- Olympic fencing
- Venue: Makuhari Messe
- Date: 1 August 2021
- Competitors: 35 from 9 nations

Medalists
- 1st place, gold medalist(s):  / Erwann Le Péchoux Enzo Lefort Julien Mertine Maxime Pauty / France
- 2nd place, silver medalist(s):  / Anton Borodachev Kirill Borodachev Vladislav Mylnikov Timur Safin / ROC
- 3rd place, bronze medalist(s):  / Race Imboden Nick Itkin Alexander Massialas Gerek Meinhardt / United States

= Fencing at the 2020 Summer Olympics – Men's team foil =

The men's team foil event at the 2020 Summer Olympics took place on 1 August 2021 at the Makuhari Messe. 27 fencers (9 teams of 3) from 9 nations are expected to compete.

==Background==
This will be the 24th appearance of the event. It was first held in 1904, but omitted in 1908 (when no foil medal events were held) and 1912 (when it was the only one of the six possible men's events not included). The men's team foil returned in 1920 and has been held at every Summer Olympics since 1920 except 2008 (during the time when team events were rotated off the schedule, with only two of the three weapons for each of the men's and women's categories).

The reigning Olympic champion is Russia (Aleksey Cheremisinov, Artur Akhmatkhuzin, and Timur Safin). The reigning World Champion is the United States (Miles Chamley-Watson, Race Imboden, Alexander Massialas, and Gerek Meinhardt). A preview from Olympics.com identified 2016 individual gold medalist Daniele Garozzo as the leader of a strong Italian team that will compete with the United States (especially 2016 silver medalist Massialas) and France (especially 2019 individual World Champion Enzo Lefort) for the team and individual medals in foil.

==Qualification==

A National Olympic Committee (NOC) could enter a team of 3 fencers in the men's team foil. These fencers also automatically qualified for the individual event.

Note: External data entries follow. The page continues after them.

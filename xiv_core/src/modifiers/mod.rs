//! Stat modifiers - one raw stat plus level constants in, one fixed-point multiplier out
//!
//! Every function floors toward negative infinity. Stats below the level
//! baseline give negative numerators, so plain `/` (which truncates toward
//! zero) would be wrong there; [`floor_div`] is used throughout instead.

mod attack;
mod substats;

pub use attack::{
    attack_power_coefficient, attack_power_mod, auto_attack_mod, job_trait_mod, weapon_damage_mod,
};
pub use substats::{
    crit_damage_mod, crit_rate, defense_mod, determination_mod, direct_hit_rate,
    forced_direct_hit_determination, gcd_mod, piety_mp_regen, speed_mod, tenacity_mod_dps,
    tenacity_mod_mitigation,
};

/// Determination scaling constant
pub const DET_MOD: i64 = 140;
/// Tenacity scaling constant
pub const TNC_MOD: i64 = 100;
/// Skill/spell speed scaling constant
pub const SPD_MOD: i64 = 130;
/// Critical hit rate scaling constant
pub const CRT_RATE_MOD: i64 = 200;
/// Critical hit damage scaling constant
pub const CRT_DMG_MOD: i64 = 200;
/// Direct hit rate scaling constant
pub const DH_MOD: i64 = 550;
/// Piety scaling constant
pub const PIE_MOD: i64 = 150;
/// Defense scaling constant
pub const DEF_MOD: i64 = 15;

/// Integer division rounded toward negative infinity; `divisor` must be positive
#[inline]
pub fn floor_div(numerator: i64, divisor: i64) -> i64 {
    numerator.div_euclid(divisor)
}

/// Integer division rounded toward positive infinity; `divisor` must be positive
#[inline]
pub fn ceil_div(numerator: i64, divisor: i64) -> i64 {
    -(-numerator).div_euclid(divisor)
}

There are 8 dedicated quota spots for men's team foil. They are allocated as through the world team ranking list of 5 April 2021. The top 4 spots, regardless of geographic zone, qualify (United States, France, Italy, and ROC). The next four spots are allocated to separate geographic zones, as long as an NOC from that zone is in the top 16. These places went to Hong Kong (Asia/Oceania), Canada (Americas), Egypt (Africa), and Germany (Europe).

Additionally, there are 8 host/invitational spots that can be spread throughout the various fencing events. Japan qualified one men's foil fencer through normal individual qualification and used two host quota places to complete a men's foil team.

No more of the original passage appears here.